Washington Governor Jay Inslee signed a bill on 12 May that bans open carry of firearms at protests and at the State Capitol Building. SB 5035 also bans knives, bats, and more within 250 feet of a permitted protest anywhere in the state.

Mark McCloskey, a man most famous for pointing a gun at BLM demonstrators outside his home, has announced he is running for US Senate. In an absolutely absurd campaign announcement ad, the wealthy St. Louis lawyer poses in a flannel shirt, gold cross necklace peeking through his unbuttoned shirt. He leads the ad “when an angry mob marched to destroy my home and kill my family I took a stand to defend them” as images of him and his wife brandishing firearms outside of their mansion flicker on the screen. Pastoral images of a dog running around open fields and McCloskey waddling across the screen wielding a chainsaw are backed by a proof-of-life reading of a script that hits all the predictable talking points. As the ad switches gears, McCloskey walks around dilapidated areas of St. Louis (still wearing his working-class costume), shaking his head at BLM signs as he says “Cancel Culture” and “Critical Race Theory” are ruining the US.
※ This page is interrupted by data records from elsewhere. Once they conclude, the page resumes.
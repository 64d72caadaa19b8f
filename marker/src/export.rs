//! # Export Module
//!
//! Flat CSV renditions of a [`GradeOutput`] for spreadsheets and learning
//! management systems:
//!
//! - [`write_summary_csv`]: one row per student with totals.
//! - [`write_detailed_csv`]: one row per student and outcome.
//! - [`write_canvas_csv`]: the two-column grade import Canvas accepts.

use std::path::Path;

use util::document::{DocumentError, ensure_parent_dir};

use crate::report::GradeOutput;

/// Header Canvas uses to match rows to students.
pub const CANVAS_STUDENT_ID_FIELD: &str = "SIS User ID";

/// Canvas column title when the rubric has no name.
pub const DEFAULT_ASSIGNMENT_NAME: &str = "Assignment";

fn write_rows<I>(path: &Path, header: &[&str], rows: I) -> Result<(), DocumentError>
where
    I: IntoIterator<Item = Vec<String>>,
{
    let csv_err = |source| DocumentError::Csv {
        path: path.to_path_buf(),
        source,
    };

    ensure_parent_dir(path)?;
    let mut writer = csv::Writer::from_path(path).map_err(csv_err)?;
    writer.write_record(header).map_err(csv_err)?;
    for row in rows {
        writer.write_record(&row).map_err(csv_err)?;
    }
    writer.flush().map_err(|source| DocumentError::Io {
        path: path.to_path_buf(),
        source,
    })
}

/// `student_id,total_points,max_points,percentage`, percentage to two places.
pub fn write_summary_csv(output: &GradeOutput, path: &Path) -> Result<(), DocumentError> {
    let rows = output.results.iter().map(|r| {
        vec![
            r.student_id.clone(),
            r.total_points.to_string(),
            r.max_points.to_string(),
            format!("{:.2}", r.percentage),
        ]
    });
    write_rows(
        path,
        &["student_id", "total_points", "max_points", "percentage"],
        rows,
    )?;
    tracing::debug!(path = %path.display(), "Wrote summary CSV");
    Ok(())
}

/// One row per outcome. `is_correct` is blank for rules that did not apply.
pub fn write_detailed_csv(output: &GradeOutput, path: &Path) -> Result<(), DocumentError> {
    let rows = output.results.iter().flat_map(|r| {
        r.details.iter().map(move |d| {
            vec![
                r.student_id.clone(),
                d.question_id.clone(),
                d.student_answer.clone().unwrap_or_default(),
                d.correct_answer.clone().unwrap_or_default(),
                d.points_awarded.to_string(),
                d.max_points.to_string(),
                d.is_correct.map(|c| c.to_string()).unwrap_or_default(),
                d.feedback.clone(),
            ]
        })
    });
    write_rows(
        path,
        &[
            "student_id",
            "question_id",
            "student_answer",
            "correct_answer",
            "points_awarded",
            "max_points",
            "is_correct",
            "feedback",
        ],
        rows,
    )?;
    tracing::debug!(path = %path.display(), "Wrote detailed CSV");
    Ok(())
}

/// Canvas gradebook import: the student id and the total under a column named
/// after the rubric.
pub fn write_canvas_csv(output: &GradeOutput, path: &Path) -> Result<(), DocumentError> {
    let assignment = match output.metadata.rubric_name.trim() {
        "" => DEFAULT_ASSIGNMENT_NAME,
        name => name,
    };
    let rows = output
        .results
        .iter()
        .map(|r| vec![r.student_id.clone(), format!("{:.2}", r.total_points)]);
    write_rows(path, &[CANVAS_STUDENT_ID_FIELD, assignment], rows)?;
    tracing::debug!(path = %path.display(), assignment, "Wrote Canvas CSV");
    Ok(())
}
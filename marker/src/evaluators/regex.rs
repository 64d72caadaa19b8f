//! Pattern matching with patterns compiled once per rubric.
//!
//! Patterns are compiled during validation and kept in a cache shared by all
//! grading threads, so each submission only pays for the match itself.

use std::collections::HashMap;
use std::sync::RwLock;

use regex::Regex;
use util::rubric::{RegexMatchMode, RegexRule, Rule, RuleKind};

use crate::error::MarkerError;
use crate::traits::evaluator::{EvaluationContext, RuleEvaluator, kind_mismatch};
use crate::types::{FailureKind, ScoreOutcome};

#[derive(Default)]
pub struct RegexEvaluator {
    compiled: RwLock<HashMap<String, Regex>>,
}

/// Prefix `pattern` with the inline flags the rule asks for.
fn with_flags(cfg: &RegexRule, pattern: &str) -> String {
    let mut flags = String::new();
    if !cfg.case_sensitive {
        flags.push('i');
    }
    if cfg.multiline {
        flags.push('m');
    }
    if cfg.dotall {
        flags.push('s');
    }
    if flags.is_empty() {
        pattern.to_string()
    } else {
        format!("(?{flags}){pattern}")
    }
}

impl RegexEvaluator {
    fn compile(&self, source: String) -> Result<Regex, regex::Error> {
        {
            let cache = self.compiled.read().unwrap_or_else(|p| p.into_inner());
            if let Some(re) = cache.get(&source) {
                return Ok(re.clone());
            }
        }
        let re = Regex::new(&source)?;
        self.compiled
            .write()
            .unwrap_or_else(|p| p.into_inner())
            .insert(source, re.clone());
        Ok(re)
    }

    pub fn cached_patterns(&self) -> usize {
        self.compiled.read().unwrap_or_else(|p| p.into_inner()).len()
    }
}

impl RuleEvaluator for RegexEvaluator {
    fn kind(&self) -> RuleKind {
        RuleKind::Regex
    }

    fn validate(&self, rule: &Rule) -> Result<(), MarkerError> {
        let Rule::Regex(cfg) = rule else {
            return Err(kind_mismatch(rule, self.kind()));
        };
        if cfg.patterns.is_empty() {
            return Err(MarkerError::invalid_rule(rule.label(), "patterns is empty"));
        }
        for pattern in &cfg.patterns {
            self.compile(with_flags(cfg, pattern)).map_err(|e| {
                MarkerError::invalid_rule(rule.label(), format!("invalid pattern '{pattern}': {e}"))
            })?;
        }
        Ok(())
    }

    fn evaluate(&self, rule: &Rule, ctx: &EvaluationContext<'_>) -> Result<ScoreOutcome, MarkerError> {
        let Rule::Regex(cfg) = rule else {
            return Err(kind_mismatch(rule, self.kind()));
        };

        let answer = ctx.answer(&cfg.question_id);
        let mut matched = 0usize;
        for pattern in &cfg.patterns {
            match self.compile(with_flags(cfg, pattern)) {
                Ok(re) => {
                    if re.is_match(answer) {
                        matched += 1;
                    }
                }
                Err(e) => {
                    return Ok(ScoreOutcome::failed(
                        rule,
                        FailureKind::EvaluationError,
                        format!("Invalid regex pattern '{pattern}': {e}"),
                    )
                    .with_student_answer(answer));
                }
            }
        }

        let total = cfg.patterns.len();
        let fraction = if total == 0 { 0.0 } else { matched as f64 / total as f64 };
        let all = total > 0 && matched == total;

        let points = match cfg.match_mode {
            RegexMatchMode::All if all => cfg.max_points,
            RegexMatchMode::All if cfg.partial_credit => cfg.max_points * fraction,
            RegexMatchMode::All => 0.0,
            RegexMatchMode::Any if matched > 0 => cfg.max_points,
            RegexMatchMode::Any => 0.0,
            RegexMatchMode::Count => cfg.max_points * fraction,
        };

        let feedback = if all {
            format!("Matched all {total} pattern(s)")
        } else if matched > 0 {
            format!("Partial: matched {matched}/{total} pattern(s)")
        } else {
            "No patterns matched".to_string()
        };

        Ok(ScoreOutcome::for_rule(rule, cfg.max_points)
            .award(points)
            .with_student_answer(answer)
            .with_feedback(feedback))
    }
}
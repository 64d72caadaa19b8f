//! Syntax tree of the scoring language. Plain owned data, so a parsed
//! program can be shared across threads.

#[derive(Debug, Clone, PartialEq)]
pub enum Literal {
    Nil,
    Bool(bool),
    Num(f64),
    Str(String),
}

#[derive(Debug, Clone, Copy, PartialEq, Eq)]
pub enum UnaryOp {
    Neg,
    Not,
}

#[derive(Debug, Clone, Copy, PartialEq, Eq)]
pub enum BinaryOp {
    Add,
    Sub,
    Mul,
    Div,
    Rem,
    Eq,
    NotEq,
    Lt,
    LtEq,
    Gt,
    GtEq,
    In,
    NotIn,
}

#[derive(Debug, Clone, Copy, PartialEq, Eq)]
pub enum LogicalOp {
    And,
    Or,
}

#[derive(Debug, Clone, PartialEq)]
pub enum Expr {
    Literal(Literal),
    List(Vec<Expr>),
    Map(Vec<(Expr, Expr)>),
    Var(String),
    Unary(UnaryOp, Box<Expr>),
    Binary(BinaryOp, Box<Expr>, Box<Expr>),
    Logical(LogicalOp, Box<Expr>, Box<Expr>),
    Index(Box<Expr>, Box<Expr>),
    Call(String, Vec<Expr>),
}

#[derive(Debug, Clone, Copy, PartialEq, Eq)]
pub enum AssignOp {
    Set,
    Add,
    Sub,
    Mul,
    Div,
}

/// Left-hand side of an assignment: a variable, optionally indexed.
#[derive(Debug, Clone, PartialEq)]
pub struct Target {
    pub name: String,
    pub path: Vec<Expr>,
}

#[derive(Debug, Clone, PartialEq)]
pub enum StmtKind {
    Let(String, Expr),
    Assign(Target, AssignOp, Expr),
    If {
        branches: Vec<(Expr, Vec<Stmt>)>,
        otherwise: Option<Vec<Stmt>>,
    },
    While(Expr, Vec<Stmt>),
    For(String, Expr, Vec<Stmt>),
    Break,
    Continue,
    Return,
    Expr(Expr),
}

#[derive(Debug, Clone, PartialEq)]
pub struct Stmt {
    pub line: usize,
    pub kind: StmtKind,
}

#[derive(Debug, Clone, PartialEq, Default)]
pub struct Program {
    pub body: Vec<Stmt>,
}
//! Request frame parsing and encoding
//!
//! A request frame is `*<count>\r\n` followed by `<count>` bulk elements,
//! each `$<len>\r\n<len bytes>\r\n`. Parsing is incremental: until a whole
//! frame is buffered the parser reports no progress and consumes nothing,
//! so callers simply retry once more bytes arrive.

use bytes::{BufMut, Bytes, BytesMut};
use thiserror::Error;

const CRLF: &[u8] = b"\r\n";

/// A completely parsed request frame.
#[derive(Debug, Clone, PartialEq)]
pub struct Frame {
    /// Command name followed by its arguments.
    pub tokens: Vec<Bytes>,
    /// Total encoded length, the number of bytes the caller must consume.
    pub len: usize,
}

/// Malformed frame conditions.
///
/// Missing bytes are not an error; `parse` signals those with `Ok(None)`.
#[derive(Debug, Error, PartialEq, Eq)]
pub enum FrameError {
    #[error("frame must start with '*'")]
    MissingArrayHeader,
    #[error("invalid {0} integer")]
    InvalidInteger(&'static str),
    #[error("bulk element must start with '$'")]
    MissingBulkHeader,
    #[error("bulk element not terminated by CRLF")]
    MissingTerminator,
}

/// Try to parse one frame from the start of `buf`.
///
/// Returns `Ok(Some(frame))` when a whole frame is present, `Ok(None)` when
/// more bytes are needed, and `Err` when the buffered bytes cannot form a
/// valid frame. Stateless: identical input always yields identical output.
pub fn parse(buf: &[u8]) -> Result<Option<Frame>, FrameError> {
    if buf.is_empty() {
        return Ok(None);
    }
    if buf[0] != b'*' {
        return Err(FrameError::MissingArrayHeader);
    }

    let line_end = match find_crlf(buf, 1) {
        Some(end) => end,
        None => return Ok(None),
    };
    let count = parse_decimal(&buf[1..line_end]).ok_or(FrameError::InvalidInteger("count"))?;
    let mut pos = line_end + 2;

    // The count comes straight off the wire; cap the preallocation hint so
    // a bogus header cannot demand the memory up front. Growth past the
    // cap is amortized as usual.
    let mut tokens = Vec::with_capacity(count.min(64));
    for _ in 0..count {
        if pos >= buf.len() {
            return Ok(None);
        }
        if buf[pos] != b'$' {
            return Err(FrameError::MissingBulkHeader);
        }
        let line_end = match find_crlf(buf, pos + 1) {
            Some(end) => end,
            None => return Ok(None),
        };
        let len =
            parse_decimal(&buf[pos + 1..line_end]).ok_or(FrameError::InvalidInteger("length"))?;

        let payload = line_end + 2;
        if payload + len + 2 > buf.len() {
            return Ok(None);
        }
        if &buf[payload + len..payload + len + 2] != CRLF {
            return Err(FrameError::MissingTerminator);
        }
        tokens.push(Bytes::copy_from_slice(&buf[payload..payload + len]));
        pos = payload + len + 2;
    }

    Ok(Some(Frame { tokens, len: pos }))
}

/// Encode a token list as a request frame.
///
/// This is the exact grammar `parse` accepts; the store uses it to
/// serialize mutating commands into the append-only log.
pub fn encode(buf: &mut BytesMut, tokens: &[Bytes]) {
    buf.put_u8(b'*');
    buf.put_slice(tokens.len().to_string().as_bytes());
    buf.put_slice(CRLF);
    for token in tokens {
        buf.put_u8(b'$');
        buf.put_slice(token.len().to_string().as_bytes());
        buf.put_slice(CRLF);
        buf.put_slice(token);
        buf.put_slice(CRLF);
    }
}

fn find_crlf(buf: &[u8], from: usize) -> Option<usize> {
    if buf.len() < 2 {
        return None;
    }
    (from..buf.len() - 1).find(|&i| &buf[i..i + 2] == CRLF)
}

/// Non-negative ASCII decimal; anything else (including a leading '-') is
/// rejected.
fn parse_decimal(digits: &[u8]) -> Option<usize> {
    if digits.is_empty() || !digits.iter().all(u8::is_ascii_digit) {
        return None;
    }
    std::str::from_utf8(digits).ok()?.parse().ok()
}
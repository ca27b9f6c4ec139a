use clap::Parser;
use std::path::PathBuf;
use tracing::info;
use tracing_subscriber::EnvFilter;
use vexdb::aof::AofConfig;
use vexdb::server::{self, ServerConfig};

/// In-memory key/value store with AOF durability and vector search.
#[derive(Parser, Debug)]
#[command(name = "vexdb", version, about)]
struct Args {
    /// TCP port to listen on
    #[arg(long, default_value_t = 6379)]
    port: u16,

    /// Path to the append-only log file
    #[arg(long, default_value = "vexdb.aof")]
    aof: PathBuf,
}

#[tokio::main]
async fn main() -> anyhow::Result<()> {
    tracing_subscriber::fmt()
        .with_env_filter(
            EnvFilter::try_from_default_env().unwrap_or_else(|_| EnvFilter::new("info")),
        )
        .init();

    let args = Args::parse();
    info!("vexdb starting...");

    let config = ServerConfig {
        addr: format!("0.0.0.0:{}", args.port),
        aof: AofConfig {
            path: args.aof,
            ..AofConfig::default()
        },
    };

    server::run(config).await
}
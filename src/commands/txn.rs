//! Transaction control registry entries (MULTI, EXEC, DISCARD)
//!
//! The dispatcher intercepts these names before normal execution; the
//! structs below exist so the registry stays the complete command table
//! (the EXEC drain consults it to tell unknown names from misplaced
//! transaction control).

use super::Command;
use crate::protocol::Reply;
use crate::store::Store;
use bytes::Bytes;

macro_rules! control_command {
    ($struct_name:ident, $name:literal) => {
        pub struct $struct_name;

        impl Command for $struct_name {
            fn execute(&self, _store: &mut Store, _args: &[Bytes]) -> Reply {
                // Unreachable through dispatch; kept inert for safety.
                Reply::ok()
            }

            fn name(&self) -> &'static str {
                $name
            }

            fn max_args(&self) -> Option<usize> {
                Some(0)
            }
        }
    };
}

control_command!(MultiCommand, "MULTI");
control_command!(ExecCommand, "EXEC");
control_command!(DiscardCommand, "DISCARD");
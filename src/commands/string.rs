//! String commands (SET, GET)

use super::Command;
use crate::protocol::Reply;
use crate::store::{Store, Value};
use bytes::Bytes;

/// SET command - overwrite a key with a byte string
///
/// Syntax: SET key value
pub struct SetCommand;

impl Command for SetCommand {
    fn execute(&self, store: &mut Store, args: &[Bytes]) -> Reply {
        store.set(args[0].clone(), args[1].clone());
        Reply::ok()
    }

    fn name(&self) -> &'static str {
        "SET"
    }

    fn min_args(&self) -> usize {
        2
    }

    fn max_args(&self) -> Option<usize> {
        Some(2)
    }
}

/// GET command - read a key's byte string
///
/// Syntax: GET key
///
/// Replies nil when the key is absent or expired, and a WRONGTYPE error
/// when the key holds a vector.
pub struct GetCommand;

impl Command for GetCommand {
    fn execute(&self, store: &mut Store, args: &[Bytes]) -> Reply {
        match store.get(&args[0]) {
            Some(Value::Str(bytes)) => Reply::Bulk(bytes.clone()),
            Some(_) => {
                Reply::error("WRONGTYPE Operation against a key holding the wrong kind of value")
            }
            None => Reply::Nil,
        }
    }

    fn name(&self) -> &'static str {
        "GET"
    }

    fn min_args(&self) -> usize {
        1
    }

    fn max_args(&self) -> Option<usize> {
        Some(1)
    }
}
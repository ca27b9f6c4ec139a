//! Wire protocol codec
//!
//! Requests arrive as RESP-style arrays of bulk strings and are parsed into
//! flat token lists; replies are built from the [`Reply`] type and encoded
//! back to bytes. The same frame grammar is reused verbatim for the
//! append-only log, so startup replay goes through this parser too.

pub mod frame;
pub mod reply;

pub use frame::{Frame, FrameError};
pub use reply::Reply;
//! Command registry
//!
//! The complete command table, built once at startup and injected into the
//! dispatcher. Immutable afterwards; lookups are exact and case-sensitive.

use super::{string, ttl, txn, vector, Command};
use std::collections::HashMap;
use std::sync::Arc;

pub struct CommandRegistry {
    commands: HashMap<&'static str, Arc<dyn Command>>,
}

impl CommandRegistry {
    /// Build the registry with every known command.
    pub fn new() -> Self {
        let mut registry = CommandRegistry {
            commands: HashMap::new(),
        };

        registry.register(Arc::new(string::SetCommand));
        registry.register(Arc::new(string::GetCommand));
        registry.register(Arc::new(ttl::ExpireCommand));
        registry.register(Arc::new(vector::VecSetCommand));
        registry.register(Arc::new(vector::VecSimCommand));

        // Transaction control; dispatched specially, registered for
        // completeness.
        registry.register(Arc::new(txn::MultiCommand));
        registry.register(Arc::new(txn::ExecCommand));
        registry.register(Arc::new(txn::DiscardCommand));

        registry
    }

    fn register(&mut self, command: Arc<dyn Command>) {
        self.commands.insert(command.name(), command);
    }

    /// Exact-match lookup.
    pub fn get(&self, name: &str) -> Option<Arc<dyn Command>> {
        self.commands.get(name).cloned()
    }

    pub fn contains(&self, name: &str) -> bool {
        self.commands.contains_key(name)
    }
}

impl Default for CommandRegistry {
    fn default() -> Self {
        Self::new()
    }
}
A III% sticker identified on a Pennsylvania power company truck was removed from the utility vehicle and the company has begun an internal probe into the logo’s appearance on the truck. It appeared alongside a ‘Thin Blue Line’ flag decal.


DHS rebrand kills ‘CVE’?

The DHS just went through what may be a “rebrand” or a fundamental change to their “PVE” department, now calling themselves the “Center for Prevention Programs and Partnerships” (or CP3). While it does mark a shift from Trump in actually seeking to engage with far-right extremism instead of just chasing ‘antifa’ and ‘jihadis’, a lot of the language around it is decidedly pretty nebulous. Jargon abounds as representatives describe its “whole-of-society” approach to “building resilience” in communities, etc.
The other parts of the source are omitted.